In the data below, find the lines containing "every" and say how many there are, nothing more.

RECORDS SHOWN:
——————

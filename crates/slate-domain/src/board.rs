use std::collections::HashMap;

use chrono::Utc;
use uuid::Uuid;

use crate::card::{Card, CardDraft, CardPatch};
use crate::column::{default_columns, Column, ColumnId};

/// The live, mutable board aggregate.
///
/// Invariants maintained by every mutation:
/// - `cards` keys exactly equal the union of all `columns[*].card_ids`,
///   and each card id appears in exactly one column;
/// - each card's `order` equals its index in the owning column;
/// - `completed_at` is `Some` exactly while the card is in `done`.
#[derive(Debug, Clone, PartialEq, Default)]
pub struct BoardState {
    pub cards: HashMap<String, Card>,
    pub columns: Vec<Column>,
}

impl BoardState {
    /// An empty board with the fixed five-column layout.
    pub fn with_default_columns() -> Self {
        Self {
            cards: HashMap::new(),
            columns: default_columns(),
        }
    }

    pub fn column(&self, id: ColumnId) -> Option<&Column> {
        self.columns.iter().find(|c| c.id == id)
    }

    fn column_mut(&mut self, id: ColumnId) -> Option<&mut Column> {
        self.columns.iter_mut().find(|c| c.id == id)
    }

    /// Append a new card to `column_id`. Returns the card id, or `None`
    /// when the column is absent from this board (possible after loading
    /// a partially-valid payload).
    pub fn add_card(&mut self, column_id: ColumnId, draft: CardDraft) -> Option<String> {
        let column = self.column_mut(column_id)?;
        let id = draft
            .id
            .unwrap_or_else(|| Uuid::new_v4().to_string());
        let order = column.card_ids.len() as i32;
        column.card_ids.push(id.clone());

        let card = Card {
            id: id.clone(),
            title: draft.title.unwrap_or_else(|| "New task".to_string()),
            description: draft.description,
            priority: draft.priority,
            due_date: draft.due_date,
            column_id,
            order,
            completed_at: (column_id == ColumnId::Done).then(Utc::now),
        };
        self.cards.insert(id.clone(), card);
        Some(id)
    }

    /// Patch card metadata. Placement is untouched; see [`CardPatch`].
    pub fn update_card(&mut self, id: &str, patch: CardPatch) -> bool {
        match self.cards.get_mut(id) {
            Some(card) => {
                card.apply_patch(patch);
                true
            }
            None => false,
        }
    }

    pub fn delete_card(&mut self, id: &str) -> bool {
        let Some(card) = self.cards.remove(id) else {
            return false;
        };
        if let Some(column) = self.column_mut(card.column_id) {
            column.card_ids.retain(|cid| cid != id);
        }
        self.resequence();
        true
    }

    /// Move a card into another column at `target_index` (clamped to the
    /// column length). Entering `done` stamps `completed_at`; leaving
    /// `done` clears it. Same-column moves are a no-op; use
    /// [`BoardState::reorder_in_column`] for those.
    pub fn move_card(&mut self, id: &str, target: ColumnId, target_index: usize) -> bool {
        let Some(card) = self.cards.get(id) else {
            return false;
        };
        if card.column_id == target {
            return false;
        }
        let previous = card.column_id;
        if self.column(target).is_none() {
            return false;
        }

        for column in &mut self.columns {
            column.card_ids.retain(|cid| cid != id);
        }
        if let Some(column) = self.column_mut(target) {
            let index = target_index.min(column.card_ids.len());
            column.card_ids.insert(index, id.to_string());
        }

        if let Some(card) = self.cards.get_mut(id) {
            card.column_id = target;
            if target == ColumnId::Done {
                card.completed_at = Some(Utc::now());
            } else if previous == ColumnId::Done {
                card.completed_at = None;
            }
        }
        self.resequence();
        true
    }

    /// Reorder within one column by dragging `active_id` over `over_id`.
    pub fn reorder_in_column(&mut self, column_id: ColumnId, active_id: &str, over_id: &str) -> bool {
        let Some(column) = self.column_mut(column_id) else {
            return false;
        };
        let Some(old_index) = column.card_ids.iter().position(|id| id == active_id) else {
            return false;
        };
        let Some(new_index) = column.card_ids.iter().position(|id| id == over_id) else {
            return false;
        };
        if old_index == new_index {
            return false;
        }

        let id = column.card_ids.remove(old_index);
        // After removal the target index shifts left when moving down.
        let insert_index = if old_index < new_index {
            new_index - 1
        } else {
            new_index
        };
        column.card_ids.insert(insert_index, id);
        self.resequence();
        true
    }

    /// Remove every card in the done column. Returns how many were removed.
    pub fn clear_done(&mut self) -> usize {
        let Some(done) = self.column_mut(ColumnId::Done) else {
            return 0;
        };
        let removed = std::mem::take(&mut done.card_ids);
        for id in &removed {
            self.cards.remove(id);
        }
        removed.len()
    }

    pub fn wip_count(&self) -> usize {
        self.column(ColumnId::Wip).map_or(0, |c| c.card_ids.len())
    }

    /// Cards per column, in column order.
    pub fn column_counts(&self) -> Vec<(ColumnId, usize)> {
        self.columns
            .iter()
            .map(|c| (c.id, c.card_ids.len()))
            .collect()
    }

    /// Check the card/column referential invariant: `cards` keys equal
    /// the union of all `card_ids`, each card sits in the column it
    /// claims, and ranks are dense.
    pub fn is_consistent(&self) -> bool {
        let mut seen = 0usize;
        for column in &self.columns {
            for (index, id) in column.card_ids.iter().enumerate() {
                let Some(card) = self.cards.get(id) else {
                    return false;
                };
                if card.column_id != column.id || card.order != index as i32 {
                    return false;
                }
                seen += 1;
            }
        }
        seen == self.cards.len()
    }

    /// Realign every card's `order` with its index in the owning column.
    fn resequence(&mut self) {
        for column in &self.columns {
            for (index, id) in column.card_ids.iter().enumerate() {
                if let Some(card) = self.cards.get_mut(id) {
                    card.order = index as i32;
                }
            }
        }
    }
}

——————

ANSWER BELOW:
3